As a recent Forbes article points out, there is another cliff looming for many Americans that isn’t commonly talked about. Apart from the so-called fiscal cliff that faces Congress, there is an eldercare cliff that faces many Americans as the baby boomer generation gets older and retires in record numbers.
Elder care involves anyone who provides assistance to elderly people because of conditions related to age. Much of the elder care provided in the country is done so by nonprofessional friends and family of elderly people. These unpaid eldercare workers provide countless hours in assisting the elderly with everything from household chores to transportation and healthcare.
It’s estimated that over the next 40 years, the number of people age 65 or older will increase by 135%. By 2050, about 20% of the overall population will be age 65 or older. If current caregiver statistics maintain their same numbers by that time, it means almost 100 million Americans will provide some kind of unpaid eldercare services by then.

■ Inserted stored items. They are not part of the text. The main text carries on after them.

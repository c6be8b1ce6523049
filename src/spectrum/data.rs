//! Spectrum container
//!
//! This module provides the immutable set of complex eigenvalues the
//! stability analysis works on, together with the dense eigenvalue
//! computation used when an operator is only known through its matrix.

use nalgebra::linalg::Schur;
use nalgebra::{DMatrix, DVector};
use num_complex::Complex64;
use std::fmt;

use crate::error::SpectrumError;

/// Eigenvalues of a discretization operator
///
/// Order carries no meaning. The container is immutable once built; the
/// solver only borrows it.
///
/// # Sources
///
/// | Constructor     | Input                                      |
/// |-----------------|--------------------------------------------|
/// | `from_vec`      | eigenvalues already known (analytic)       |
/// | `from_real`     | real eigenvalues (symmetric operators)     |
/// | `from_matrix`   | dense real matrix, real Schur decomposition|
///
/// # Example
///
/// ```rust
/// use num_complex::Complex64;
/// use stab_rs::spectrum::Spectrum;
///
/// let spectrum = Spectrum::from_vec(vec![
///     Complex64::new(-1.0, 2.0),
///     Complex64::new(-1.0, -2.0),
/// ]);
///
/// assert_eq!(spectrum.len(), 2);
/// assert!((spectrum.max_modulus() - 5.0_f64.sqrt()).abs() < 1e-14);
/// ```
#[derive(Debug, Clone, PartialEq)]
pub struct Spectrum {
    eigenvalues: DVector<Complex64>,
}

impl Spectrum {
    /// Create from known eigenvalues
    pub fn from_vec(eigenvalues: Vec<Complex64>) -> Self {
        Self {
            eigenvalues: DVector::from_vec(eigenvalues),
        }
    }

    /// Create from a nalgebra vector of eigenvalues
    pub fn from_vector(eigenvalues: DVector<Complex64>) -> Self {
        Self { eigenvalues }
    }

    /// Create from purely real eigenvalues
    pub fn from_real(eigenvalues: &[f64]) -> Self {
        Self::from_vec(eigenvalues.iter().map(|&x| Complex64::new(x, 0.0)).collect())
    }

    /// Empty spectrum
    pub fn empty() -> Self {
        Self::from_vec(Vec::new())
    }

    /// Eigenvalues of a dense real matrix
    ///
    /// Uses nalgebra's real Schur decomposition; complex conjugate pairs are
    /// read off the 2×2 diagonal blocks. A 0×0 matrix gives an empty
    /// spectrum.
    ///
    /// # Errors
    ///
    /// - `NotSquare` for a rectangular matrix
    /// - `NonFiniteEntry` when the matrix contains NaN or infinity
    /// - `DecompositionFailed` when the Schur iteration does not converge
    pub fn from_matrix(matrix: &DMatrix<f64>) -> Result<Self, SpectrumError> {
        let (rows, cols) = matrix.shape();

        if rows != cols {
            return Err(SpectrumError::NotSquare { rows, cols });
        }

        if let Some(index) = matrix.iter().position(|x| !x.is_finite()) {
            // Column-major storage
            return Err(SpectrumError::NonFiniteEntry {
                row: index % rows,
                col: index / rows,
            });
        }

        if rows == 0 {
            return Ok(Self::empty());
        }

        let max_iterations = 1000 + 100 * rows;
        let schur = Schur::try_new(matrix.clone(), f64::EPSILON, max_iterations).ok_or_else(|| {
            log::warn!("Schur decomposition of a {}x{} operator did not converge", rows, rows);
            SpectrumError::DecompositionFailed { size: rows }
        })?;

        let eigenvalues = schur.complex_eigenvalues();
        log::debug!("Computed {} eigenvalues from a dense operator", eigenvalues.len());

        Ok(Self::from_vector(eigenvalues))
    }

    // ========================================== Queries ==========================================

    /// Number of eigenvalues
    pub fn len(&self) -> usize {
        self.eigenvalues.len()
    }

    /// True when the spectrum holds no eigenvalue
    pub fn is_empty(&self) -> bool {
        self.eigenvalues.is_empty()
    }

    /// Iterate over the eigenvalues
    pub fn iter(&self) -> impl Iterator<Item = &Complex64> {
        self.eigenvalues.iter()
    }

    /// Eigenvalues as a contiguous slice
    pub fn as_slice(&self) -> &[Complex64] {
        self.eigenvalues.as_slice()
    }

    /// Eigenvalues as a nalgebra vector
    pub fn eigenvalues(&self) -> &DVector<Complex64> {
        &self.eigenvalues
    }

    /// Largest modulus, 0 for an empty spectrum
    ///
    /// NaN moduli are skipped; see [`Spectrum::is_finite`].
    pub fn max_modulus(&self) -> f64 {
        self.eigenvalues.iter().map(|l| l.norm()).fold(0.0, f64::max)
    }

    /// Smallest real part, `None` for an empty spectrum
    pub fn min_real_part(&self) -> Option<f64> {
        self.eigenvalues.iter().map(|l| l.re).reduce(f64::min)
    }

    /// Largest real part, `None` for an empty spectrum
    pub fn max_real_part(&self) -> Option<f64> {
        self.eigenvalues.iter().map(|l| l.re).reduce(f64::max)
    }

    /// True when every eigenvalue is finite
    pub fn is_finite(&self) -> bool {
        self.eigenvalues.iter().all(|l| l.re.is_finite() && l.im.is_finite())
    }

    /// The scaled spectrum {h·λⱼ}
    pub fn scaled(&self, factor: f64) -> Self {
        Self {
            eigenvalues: self.eigenvalues.map(|l| l * factor),
        }
    }
}

impl std::ops::Mul<f64> for Spectrum {
    type Output = Spectrum;
    fn mul(self, factor: f64) -> Self::Output {
        Self {
            eigenvalues: self.eigenvalues.map(|l| l * factor),
        }
    }
}

impl std::ops::Mul<f64> for &Spectrum {
    type Output = Spectrum;
    fn mul(self, factor: f64) -> Self::Output {
        self.scaled(factor)
    }
}

impl FromIterator<Complex64> for Spectrum {
    fn from_iter<I: IntoIterator<Item = Complex64>>(iter: I) -> Self {
        Self::from_vec(iter.into_iter().collect())
    }
}

impl From<Vec<Complex64>> for Spectrum {
    fn from(eigenvalues: Vec<Complex64>) -> Self {
        Self::from_vec(eigenvalues)
    }
}

impl fmt::Display for Spectrum {
    fn fmt(&self, f: &mut fmt::Formatter<'_>) -> fmt::Result {
        write!(f, "Spectrum [{} eigenvalues, max |λ| = {:.6e}]", self.len(), self.max_modulus())
    }
}

// =================================================================================================
// Tests
// =================================================================================================
//! Maximal stable step-size search
//!
//! # Algorithm
//!
//! Two phases over the scale factor h, using the region test as an oracle.
//!
//! ## 1. Bracketing
//!
//! ```text
//! h₀ = initial_step  or  1/max|λⱼ|  or  1
//!
//! h₀ stable:    lo = h₀;  hi = 2·lo, 4·lo, ...  until unstable
//!               (cap hit → Unbounded, h* = +∞)
//! h₀ unstable:  hi = h₀;  lo = hi/2, hi/4, ... until stable
//!               (cap or min_step hit → NoStableStep, h* = 0)
//! ```
//!
//! ## 2. Bisection
//!
//! ```text
//! while hi − lo > tol_h·max(1, lo):
//!     mid = (lo + hi)/2
//!     stable(mid) ? lo = mid : hi = mid
//! h* = lo
//! ```
//!
//! Hitting `max_bisection_iterations` returns the current lo flagged
//! `NonConvergent`.
//!
//! # Invariants
//!
//! - lo is always a tested stable step (or 0)
//! - hi is always a tested unstable step once bracketing succeeds
//! - stability is assumed monotone in h near h*; methods whose region is
//!   not star-shaped along the spectrum directions may see the search
//!   settle on an inner boundary
//!
//! # Cost
//!
//! Each probe evaluates R at every eigenvalue: O(N·s) for an s-stage
//! explicit method, O(N·s³) for an implicit tableau. Typical searches take
//! 40 to 60 probes at the default tolerances.

use std::cell::Cell;
use std::collections::HashMap;

use crate::error::{ConfigurationError, StabilityError};
use crate::methods::StabilityFunction;
use crate::spectrum::{Spectrum, SpectrumProvider};
use super::problem::StabilityProblem;
use super::region_test::StabilityRegionTest;
use super::traits::{SolveStatus, Solver, SolverConfiguration, StepSizeResult};

// =================================================================================================
// Bracket-and-Bisect Solver
// =================================================================================================

/// Bracket-and-bisect search for the maximal stable step size
///
/// # Example
///
/// ```rust
/// use stab_rs::methods::Method;
/// use stab_rs::solver::{SolverConfiguration, StepSizeSolver};
/// use stab_rs::spectrum::Spectrum;
///
/// let solver = StepSizeSolver::new();
/// let result = solver
///     .search(&Method::forward_euler(), &Spectrum::from_real(&[-4.0]), &SolverConfiguration::default())
///     .unwrap();
///
/// assert!(result.is_converged());
/// assert!((result.step_size - 0.5).abs() < 1e-9);
/// ```
#[derive(Debug, Clone, Copy, Default)]
pub struct StepSizeSolver;

impl StepSizeSolver {
    /// Create a new solver
    pub fn new() -> Self {
        Self
    }

    /// Search the maximal stable step of `function` over `spectrum`
    ///
    /// # Errors
    ///
    /// `ConfigurationError::InvalidSetting` from `config.validate()`.
    pub fn search(
        &self,
        function: &dyn StabilityFunction,
        spectrum: &Spectrum,
        config: &SolverConfiguration,
    ) -> Result<StepSizeResult, ConfigurationError> {
        // ====== Step 1: Validation ======

        config.validate()?;

        if spectrum.is_empty() {
            log::warn!(
                "Empty spectrum for {}: every step size is trivially stable",
                function.name()
            );
            let mut result = StepSizeResult::new(
                f64::INFINITY,
                SolveStatus::DegenerateSpectrum,
                (0.0, f64::INFINITY),
                0,
            );
            self.describe(&mut result, function, config);
            return Ok(result);
        }

        // ====== Step 2: Bracketing ======

        let test = StabilityRegionTest::new(function, config.tolerance);
        let evaluations = Cell::new(0usize);
        let mut probe = |h: f64| {
            evaluations.set(evaluations.get() + 1);
            let stable = test.is_stable(h, spectrum);
            log::trace!("probe h = {:e}: {}", h, if stable { "stable" } else { "unstable" });
            stable
        };

        let initial = initial_step(spectrum, config);
        log::debug!(
            "Step-size search for {} on {} eigenvalues, initial probe h = {:e}",
            function.name(),
            spectrum.len(),
            initial
        );

        let (mut lo, mut hi) = if probe(initial) {
            match grow(&mut probe, initial, config.max_bracket_iterations) {
                Ok(bracket) => bracket,
                Err(largest_stable_step) => {
                    log::warn!(
                        "{}: no instability found up to h = {:e}, stability unbounded",
                        function.name(),
                        largest_stable_step
                    );
                    let mut result = StepSizeResult::new(
                        f64::INFINITY,
                        SolveStatus::Unbounded { largest_stable_step },
                        (largest_stable_step, f64::INFINITY),
                        evaluations.get(),
                    );
                    self.describe(&mut result, function, config);
                    return Ok(result);
                }
            }
        } else {
            match shrink(&mut probe, initial, config.max_bracket_iterations, config.min_step) {
                Ok(bracket) => bracket,
                Err(smallest_tested_step) => {
                    log::warn!(
                        "{}: unstable down to h = {:e}, no stable step size",
                        function.name(),
                        smallest_tested_step
                    );
                    let mut result = StepSizeResult::new(
                        0.0,
                        SolveStatus::NoStableStep { smallest_tested_step },
                        (0.0, smallest_tested_step),
                        evaluations.get(),
                    );
                    self.describe(&mut result, function, config);
                    return Ok(result);
                }
            }
        };

        log::debug!("Bracket [{:e}, {:e}] after {} probes", lo, hi, evaluations.get());

        // ====== Step 3: Bisection ======

        let mut iterations = 0usize;
        let mut status = SolveStatus::Converged;

        while hi - lo > config.step_tolerance * lo.max(1.0) {
            if iterations >= config.max_bisection_iterations {
                status = SolveStatus::NonConvergent { bracket_width: hi - lo };
                log::warn!(
                    "{}: bisection stopped after {} iterations with bracket [{:e}, {:e}]",
                    function.name(),
                    iterations,
                    lo,
                    hi
                );
                break;
            }

            let mid = 0.5 * (lo + hi);
            if probe(mid) {
                lo = mid;
            } else {
                hi = mid;
            }
            iterations += 1;
        }

        log::debug!(
            "h* = {:e} for {} ({} bisection iterations, {} probes)",
            lo,
            function.name(),
            iterations,
            evaluations.get()
        );

        // ====== Step 4: Build Result ======

        let mut result = StepSizeResult::new(lo, status, (lo, hi), evaluations.get())
            .with_scaled_spectrum(spectrum.scaled(lo));

        self.describe(&mut result, function, config);
        result.add_metadata("bisection iterations", &iterations.to_string());
        result.add_metadata("initial step", &initial.to_string());

        Ok(result)
    }

    /// Common metadata for every outcome
    fn describe(&self, result: &mut StepSizeResult, function: &dyn StabilityFunction, config: &SolverConfiguration) {
        result.add_metadata("solver", self.name());
        result.add_metadata("method", function.name());
        result.add_metadata("status", result.status.name());
        result.add_metadata("tolerance", &config.tolerance.to_string());
        result.add_metadata("step tolerance", &config.step_tolerance.to_string());
        result.add_metadata("evaluations", &result.evaluations.to_string());
    }
}

impl Solver for StepSizeSolver {
    fn solve(
        &self,
        problem: &StabilityProblem,
        config: &SolverConfiguration,
    ) -> Result<StepSizeResult, ConfigurationError> {
        let mut result = self.search(problem.method(), problem.spectrum(), config)?;
        result.add_metadata("operator", problem.operator_name());
        Ok(result)
    }

    fn name(&self) -> &'static str {
        "Bracket-Bisect"
    }
}

// =================================================================================================
// Search phases
// =================================================================================================

/// First probe: configured, else 1/max|λ|, else 1
fn initial_step(spectrum: &Spectrum, config: &SolverConfiguration) -> f64 {
    config.initial_step.unwrap_or_else(|| {
        let modulus = spectrum.max_modulus();
        if modulus > 0.0 && modulus.is_finite() && (1.0 / modulus).is_finite() {
            1.0 / modulus
        } else {
            1.0
        }
    })
}

/// Double a stable step until instability
///
/// `Ok((lo, hi))` with lo stable and hi unstable, or `Err(lo)` with the
/// largest stable probe when the cap (or overflow) is reached first.
fn grow<F: FnMut(f64) -> bool>(probe: &mut F, stable: f64, max_iterations: usize) -> Result<(f64, f64), f64> {
    let mut lo = stable;
    for _ in 0..max_iterations {
        let hi = 2.0 * lo;
        if !hi.is_finite() {
            break;
        }
        if !probe(hi) {
            return Ok((lo, hi));
        }
        lo = hi;
    }
    Err(lo)
}

/// Halve an unstable step until stability
///
/// `Ok((lo, hi))` with lo stable and hi unstable, or `Err(hi)` with the
/// smallest unstable probe when the cap or the floor is reached first.
fn shrink<F: FnMut(f64) -> bool>(
    probe: &mut F,
    unstable: f64,
    max_iterations: usize,
    min_step: f64,
) -> Result<(f64, f64), f64> {
    let mut hi = unstable;
    for _ in 0..max_iterations {
        let lo = 0.5 * hi;
        if lo < min_step {
            break;
        }
        if probe(lo) {
            return Ok((lo, hi));
        }
        hi = lo;
    }
    Err(hi)
}

// =================================================================================================
// High-level entry point
// =================================================================================================

/// Largest stable step of `method` for the spectrum of `operator`
///
/// Computes the spectrum, runs [`StepSizeSolver`] and records the operator
/// name in the result metadata. The returned `scaled_spectrum` replaces a
/// diagnostic plot: the caller owns any rendering.
///
/// # Errors
///
/// - `StabilityError::Spectrum` when the operator cannot produce its eigenvalues
/// - `StabilityError::Configuration` for invalid solver settings
///
/// # Example
///
/// ```rust
/// use stab_rs::methods::Method;
/// use stab_rs::operators::UpwindAdvection;
/// use stab_rs::solver::{linearly_stable_step_size, SolverConfiguration};
///
/// let method = Method::classical_rk4();
/// let operator = UpwindAdvection::new(1.0, 1.0, 40).unwrap();
///
/// let result = linearly_stable_step_size(&method, &operator, &SolverConfiguration::default()).unwrap();
/// assert!(result.is_converged());
/// assert!(result.step_size > 0.0 && result.step_size < 1.0);
/// ```
pub fn linearly_stable_step_size(
    method: &dyn StabilityFunction,
    operator: &dyn SpectrumProvider,
    config: &SolverConfiguration,
) -> Result<StepSizeResult, StabilityError> {
    let spectrum = operator.spectrum()?;
    let mut result = StepSizeSolver::new().search(method, &spectrum, config)?;
    result.add_metadata("operator", operator.name());
    Ok(result)
}

/// Step sizes of one method over several operators, keyed by operator name
///
/// # Errors
///
/// The first spectrum or configuration error encountered.
pub fn step_size_table(
    method: &dyn StabilityFunction,
    operators: &[&dyn SpectrumProvider],
    config: &SolverConfiguration,
) -> Result<HashMap<String, StepSizeResult>, StabilityError> {
    operators
        .iter()
        .map(|operator| {
            linearly_stable_step_size(method, *operator, config)
                .map(|result| (operator.name().to_string(), result))
        })
        .collect()
}

// =================================================================================================
// Tests
// =================================================================================================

There will also be a significant change in the ratio of people between the ages of 16 to 64 to those aged 65 and over. Today, that ratio is 5.1, meaning there are 5.1 nonelderly adults to every single elderly adults in the country. By 2050, that ratio will shrink to less than three.
This means that there will be a lot more elderly people to take care of, and a lot fewer people who are available to do it. This looming eldercare cliff is inevitable, and one that poses serious potential problems.